Frontend Architecture for BOS Operations Dashboard

A high level architecture proposal for the BOS Operations Dashboard as part of "Ebury 2.0".

The Operations Dashboard is a mixture of server rendered views with some jQuery and Backbone/Marionette client-side widgets serving a mixture of Django rendered views and client-side templated views.

The existing frontend is built via a Django staticfiles application.

This RFC is intentionally terse, however there is a prototype of most of the concepts discussed available at https://github.com/ebury/Bosporus

Problem Description

BOS will be likely to see significant changes in the near future, due to performance related refactoring and the Ebury 2.0 project to split BOS into microservices.
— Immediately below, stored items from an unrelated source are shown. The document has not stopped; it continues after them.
//! Async connection handling
//!
//! A [`Connection`] owns one byte stream and one protocol instance, including:
//! - Message encoding/decoding through the configured codec
//! - Buffering of bytes that arrive ahead of the next message
//! - Connection state and traffic statistics

use bytes::BytesMut;
use std::time::{Duration, Instant};
use thiserror::Error;
use tokio::io::{AsyncRead, AsyncReadExt, AsyncWrite, AsyncWriteExt};

use crate::message::CommMessage;
use crate::protocol::{CommProtocol, ProtocolError};

const READ_CHUNK_SIZE: usize = 4096;

/// Connection errors
#[derive(Error, Debug)]
pub enum ConnectionError {
    #[error("IO error: {0}")]
    Io(#[from] std::io::Error),

    #[error("Protocol error: {0}")]
    Protocol(#[from] ProtocolError),

    #[error("Connection closed")]
    Closed,

    #[error("Connection timeout")]
    Timeout,
}

pub type ConnectionResult<T> = Result<T, ConnectionError>;

/// State of a connection
#[derive(Debug, Clone, Copy, PartialEq, Eq)]
pub enum ConnectionState {
    /// Ready for communication
    Open,
    /// Connection is closing gracefully
    Closing,
    /// Peer or local side closed the stream
    Closed,
}

/// Connection statistics
#[derive(Debug, Default, Clone)]
pub struct ConnectionStats {
    /// Messages sent
    pub messages_sent: u64,
    /// Messages received
    pub messages_received: u64,
    /// Bytes sent
    pub bytes_sent: u64,
    /// Bytes received
    pub bytes_received: u64,
    /// Duration of the last completed `call` (microseconds)
    pub rtt_us: u64,
}

/// A message channel over an async byte stream
pub struct Connection<S> {
    /// The underlying stream
    stream: S,
    /// Wire codec
    protocol: Box<dyn CommProtocol>,
    /// Read buffer
    read_buf: BytesMut,
    /// Write buffer
    write_buf: BytesMut,
    /// Connection state
    state: ConnectionState,
    /// Last activity timestamp
    last_activity: Instant,
    /// Statistics
    stats: ConnectionStats,
}

impl<S> Connection<S>
where
    S: AsyncRead + AsyncWrite + Unpin,
{
    /// Wrap an established stream
    pub fn new(stream: S, protocol: Box<dyn CommProtocol>) -> Self {
        Self {
            stream,
            protocol,
            read_buf: BytesMut::with_capacity(READ_CHUNK_SIZE),
            write_buf: BytesMut::with_capacity(READ_CHUNK_SIZE),
            state: ConnectionState::Open,
            last_activity: Instant::now(),
            stats: ConnectionStats::default(),
        }
    }

    /// Name of the codec in use
    pub fn protocol_name(&self) -> &'static str {
        self.protocol.name()
    }

    /// Get the current connection state
    pub fn state(&self) -> ConnectionState {
        self.state
    }

    /// Get connection statistics
    pub fn stats(&self) -> &ConnectionStats {
        &self.stats
    }

    /// Send a message
    pub async fn send(&mut self, message: &CommMessage) -> ConnectionResult<()> {
        if self.state != ConnectionState::Open {
            return Err(ConnectionError::Closed);
        }

        self.write_buf.clear();
        self.protocol.encode(message, &mut self.write_buf)?;

        self.stream.write_all(&self.write_buf).await?;
        self.stream.flush().await?;

        self.stats.messages_sent += 1;
        self.stats.bytes_sent += self.write_buf.len() as u64;
        self.last_activity = Instant::now();

        tracing::debug!(
            "Sent {} message {} ({} bytes)",
            self.protocol.name(),
            message.id(),
            self.write_buf.len()
        );
        Ok(())
    }

    /// Receive a message (returns None if the peer closed cleanly)
    pub async fn recv(&mut self) -> ConnectionResult<Option<CommMessage>> {
        loop {
            // Try to decode a message from the buffer
            if let Some(message) = self.protocol.decode(&mut self.read_buf)? {
                return Ok(Some(self.received(message)));
            }

            let max = self.protocol.max_message_size();
            if self.read_buf.len() > max {
                return Err(ProtocolError::MessageTooLarge(self.read_buf.len(), max).into());
            }

            // Read more data
            let mut buf = [0u8; READ_CHUNK_SIZE];
            let n = self.stream.read(&mut buf).await?;

            if n == 0 {
                self.state = ConnectionState::Closed;
                if self.read_buf.is_empty() {
                    return Ok(None); // Clean close
                }
                let message = self.protocol.decode_eof(&mut self.read_buf)?;
                return Ok(Some(self.received(message)));
            }

            self.read_buf.extend_from_slice(&buf[..n]);
            self.stats.bytes_received += n as u64;
        }
    }

    fn received(&mut self, message: CommMessage) -> CommMessage {
        self.stats.messages_received += 1;
        self.last_activity = Instant::now();
        tracing::debug!(
            "Received {} message {} ({})",
            self.protocol.name(),
            message.id(),
            message.operation_name()
        );
        message
    }

    /// Try to receive a message with a timeout
    pub async fn recv_timeout(&mut self, timeout: Duration) -> ConnectionResult<Option<CommMessage>> {
        match tokio::time::timeout(timeout, self.recv()).await {
            Ok(result) => result,
            Err(_) => Err(ConnectionError::Timeout),
        }
    }

    /// Send a request and wait for its reply
    pub async fn call(&mut self, request: &CommMessage) -> ConnectionResult<CommMessage> {
        let start = Instant::now();
        self.send(request).await?;
        let reply = self.recv().await?.ok_or(ConnectionError::Closed)?;
        self.stats.rtt_us = start.elapsed().as_micros() as u64;
        Ok(reply)
    }

    /// Close the connection gracefully
    pub async fn close(&mut self) -> ConnectionResult<()> {
        if self.state == ConnectionState::Closed {
            return Ok(());
        }
        self.state = ConnectionState::Closing;
        self.stream.shutdown().await?;
        self.state = ConnectionState::Closed;
        Ok(())
    }

    /// Check if the connection is still active
    pub fn is_active(&self) -> bool {
        matches!(self.state, ConnectionState::Open)
    }

    /// Get time since last activity
    pub fn idle_time(&self) -> Duration {
        self.last_activity.elapsed()
    }

    /// Get the underlying stream
    pub fn into_inner(self) -> S {
        self.stream
    }
}

#[cfg(test)]
mod tests {
    use super::*;
    use crate::protocol::{JsonRpcProtocol, Role, SodepProtocol};
    use crate::value::Value;

    fn sodep() -> Box<dyn CommProtocol> {
        Box::new(SodepProtocol::new())
    }

    #[tokio::test]
    async fn test_sodep_exchange() {
        let (a, b) = tokio::io::duplex(64);
        let mut client = Connection::new(a, sodep());
        let mut server = Connection::new(b, sodep());

        let mut payload = Value::from("hello");
        payload.set_first_child("n", 7);
        let request = CommMessage::create_request("greet", "/", payload.clone());

        let serve = async {
            let received = server.recv().await.unwrap().unwrap();
            assert_eq!(received.value(), &payload);
            server
                .send(&CommMessage::create_response(&received, Value::from("hi")))
                .await
                .unwrap();
        };
        let (reply, ()) = tokio::join!(client.call(&request), serve);

        let reply = reply.unwrap();
        assert_eq!(reply.id(), request.id());
        assert_eq!(reply.value().str_value(), "hi");
        assert_eq!(client.stats().messages_sent, 1);
        assert_eq!(client.stats().messages_received, 1);
        assert_eq!(server.stats().bytes_received, client.stats().bytes_sent);
    }

    #[tokio::test]
    async fn test_jsonrpc_exchange() {
        let (a, b) = tokio::io::duplex(1024);
        let mut client = Connection::new(a, Box::new(JsonRpcProtocol::new(Role::Client)));
        let mut server = Connection::new(b, Box::new(JsonRpcProtocol::new(Role::Server)));
        assert_eq!(client.protocol_name(), "jsonrpc");

        let request = CommMessage::create_request("twice", "/", Value::from(21));
        let serve = async {
            let received = server.recv().await.unwrap().unwrap();
            let doubled = Value::from(received.value().int_value() * 2);
            server
                .send(&CommMessage::create_response(&received, doubled))
                .await
                .unwrap();
        };
        let (reply, ()) = tokio::join!(client.call(&request), serve);

        let reply = reply.unwrap();
        assert_eq!(reply.operation_name(), "twice");
        assert_eq!(reply.value().int_value(), 42);
    }

    #[tokio::test]
    async fn test_call_against_scripted_peer() {
        let request = CommMessage::new(9, "op", "/", Value::from(1), None);
        let reply = CommMessage::create_response(&request, Value::from(2));

        let mut codec = SodepProtocol::new();
        let mut outgoing = BytesMut::new();
        let mut incoming = BytesMut::new();
        codec.encode(&request, &mut outgoing).unwrap();
        codec.encode(&reply, &mut incoming).unwrap();

        let peer = tokio_test::io::Builder::new()
            .write(&outgoing)
            .read(&incoming)
            .build();
        let mut conn = Connection::new(peer, sodep());
        assert_eq!(conn.call(&request).await.unwrap(), reply);
        assert_eq!(conn.stats().bytes_received, incoming.len() as u64);
    }

    #[tokio::test]
    async fn test_large_message_over_small_pipe() {
        let (a, b) = tokio::io::duplex(4096);
        let mut client = Connection::new(a, sodep());
        let mut server = Connection::new(b, sodep());

        let mut payload = Value::from(vec![1u8; 3 * 1024 * 1024]);
        let items = payload.get_or_create_children("item");
        for i in 0..20_000 {
            items.push(Value::from(i));
        }
        let request = CommMessage::new(11, "upload", "/", payload, None);

        let (sent, received) = tokio::join!(client.send(&request), server.recv());
        sent.unwrap();
        assert_eq!(received.unwrap().unwrap(), request);
        assert_eq!(server.stats().bytes_received, client.stats().bytes_sent);
    }

    #[tokio::test]
    async fn test_clean_close() {
        let (a, b) = tokio::io::duplex(64);
        let mut client = Connection::new(a, sodep());
        let mut server = Connection::new(b, sodep());

        client.close().await.unwrap();
        assert_eq!(client.state(), ConnectionState::Closed);
        assert!(server.recv().await.unwrap().is_none());
        assert!(!server.is_active());
    }

    #[tokio::test]
    async fn test_truncated_stream() {
        let (a, b) = tokio::io::duplex(64);
        let mut server = Connection::new(b, sodep());

        let mut raw = a;
        raw.write_all(&[0, 0, 0, 0, 0, 0, 0, 1, 0, 0]).await.unwrap();
        raw.shutdown().await.unwrap();

        match server.recv().await {
            Err(ConnectionError::Protocol(err)) => assert!(err.is_malformed()),
            other => panic!("unexpected {other:?}"),
        }
    }

    #[tokio::test]
    async fn test_recv_timeout() {
        let (_a, b) = tokio::io::duplex(64);
        let mut server = Connection::new(b, sodep());
        let result = server.recv_timeout(Duration::from_millis(20)).await;
        assert!(matches!(result, Err(ConnectionError::Timeout)));
    }

    #[tokio::test]
    async fn test_send_after_close() {
        let (a, _b) = tokio::io::duplex(64);
        let mut client = Connection::new(a, sodep());
        client.close().await.unwrap();
        let result = client
            .send(&CommMessage::create_notification("x", "/", Value::new()))
            .await;
        assert!(matches!(result, Err(ConnectionError::Closed)));
    }
}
Currently, changes to BOS data usually mean changes to BOS views.

In order to allow the Operations Dashboard, APIs and service architecture to develop at their own pace, we need to further decouple views from models and controllers beyond what Django allows.

In addition, BOS frontend "stack" is outdated, inefficient to work with and offers a very poor developer experience.

Solution

Decouple the user interface layer from BOS using a Backend for Frontend (BFF) architectural pattern with GraphQL as the implementing framework.

Bosporus Architecture Diagram

Cloudcraft blueprint

This proposal introduces a new Operations Dashboard in a standalone service which communicates with BOS services via a thin API and routing layer (the BFF). This BFF is enabled by Apollo Server (Node.js; but any GraphQL server works here, in any language), an open-source spec compliant GraphQL server compatible with any GraphQL client. GraphQL can unify and rationalise BOS data for the Operations Dashboard and help decouple BOS from user interface concerns.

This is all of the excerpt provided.